The three-day gathering will bring together students, staff and faculty from UC, California State University and community college campuses with community and food agency leaders at large to examine the environmental, social and economic pressures creating barriers to food access, security and justice. With a full slate of keynote talks, panel discussions and workshops, the summit’s ultimate goals are to strengthen partnerships and share best practices to inform action.

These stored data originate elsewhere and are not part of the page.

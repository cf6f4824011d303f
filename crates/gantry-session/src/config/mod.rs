//! Session registry configuration.
//!
//! # Config File
//!
//! ```toml
//! expiry_secs = 600
//! auth_policy = "DENY_ALL"
//! max_create_retries = 8
//!
//! [activity_check]
//! interval_secs = 60
//! threshold_secs = 10
//! extension_secs = -1
//! ```
//!
//! # Environment Variables
//!
//! | Variable | Field | Type |
//! |----------|-------|------|
//! | `GANTRY_SESSION_EXPIRY` | `expiry_secs` | seconds |
//! | `GANTRY_AUTH_POLICY` | `auth_policy` | `ALLOW_ALL`, `DENY_ALL`, `AUTHENTICATED_ONLY` |
//! | `GANTRY_ACTIVITY_CHECK_INTERVAL` | `activity_check.interval_secs` | seconds |

mod error;
mod loader;
mod types;

pub use error::ConfigError;
pub use loader::ConfigLoader;
pub use types::{ActivityCheckConfig, SessionManagerConfig};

“This inaugural forum provides an opportunity for the thinkers, doers and policymakers to come together and explore where our public higher education institutions currently are when it comes to supporting student food access and security and advancing relationships with our food and farming economies with just and sustainable practices, as well as examine how concepts of justice and equity are being engaged with inside and outside of the classroom,” said summit co-organizer Tim Galarneau, a food systems education and research program specialist for UCSC’s Center for Agroecology & Sustainable Food Systems. “It is our hope that the summit will serve as a catalyzing space for those working in the trenches of our public educational system on education and empowerment, student support services, budding aligned research and community partnerships, and re-envisioning the role of institutional policy to advance a just and sustainable food system.”

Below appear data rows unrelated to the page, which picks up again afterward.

//! Client activity checks.
//!
//! Sessions created with an [`ActivityChecker`] are kept alive while their
//! client is active: shortly before such a session expires, the registry's
//! monitor asks the checker and extends the session if it answers `true`.
//! Sessions without a checker simply expire.

use crate::{Session, SessionRegistry};
use std::sync::{Arc, Weak};
use std::time::Duration;
use tokio::task::JoinHandle;
use tracing::debug;

/// Decides whether the client behind a session is still active.
///
/// Implemented for any `Fn(&Session) -> bool`.
pub trait ActivityChecker: Send + Sync {
    /// Returns `true` if `session` should be extended.
    fn is_active(&self, session: &Session) -> bool;
}

impl<F> ActivityChecker for F
where
    F: Fn(&Session) -> bool + Send + Sync,
{
    fn is_active(&self, session: &Session) -> bool {
        self(session)
    }
}

/// Spawns the periodic liveness sweep of `registry` on the current tokio
/// runtime.
///
/// Returns `None` when the configuration disables activity checks. The
/// task ends once the registry is closed or dropped.
///
/// # Panics
///
/// Panics if called outside a tokio runtime.
pub fn start_activity_monitor(registry: &Arc<SessionRegistry>) -> Option<JoinHandle<()>> {
    let config = registry.config();
    if !config.activity_check_enabled() {
        debug!("Activity checker disabled");
        return None;
    }
    let period = Duration::from_secs(config.activity_check.interval_secs.unsigned_abs());
    let weak: Weak<SessionRegistry> = Arc::downgrade(registry);

    debug!(
        interval_secs = config.activity_check.interval_secs,
        threshold_secs = config.activity_check.threshold_secs,
        "Starting activity monitor"
    );
    Some(tokio::spawn(async move {
        let mut ticker = tokio::time::interval(period);
        // The first tick completes immediately.
        ticker.tick().await;
        loop {
            ticker.tick().await;
            let Some(registry) = weak.upgrade() else {
                break;
            };
            if !registry.is_active() {
                break;
            }
            registry.check_sessions_liveness();
        }
        debug!("Activity monitor stopped");
    }))
}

The conference is being held under the umbrella of the broader UC Global Food Initiative (UCGFI), which is designed to coordinate the diverse resources of the University of California to help ensure adequate nutrition — starting with access to food — for all. Unveiled by UC President Janet Napolitano in July, the UCGFI will harness the system’s collective excellence in research, outreach and operations in a sustained effort to develop, demonstrate and export solutions — throughout California, the U.S. and the world — for food security, health and sustainability.
For its part in the larger initiative, UCSB is a key player on systemwide committees looking at issues including sustainable farming practices, better enabling small growers to become suppliers, fisheries research, student food banks and more.
Registration is underway for the first-ever food summit, where sessions will examine the thematic areas of community engagement, activism and policy, and education and research — all in the context of food justice.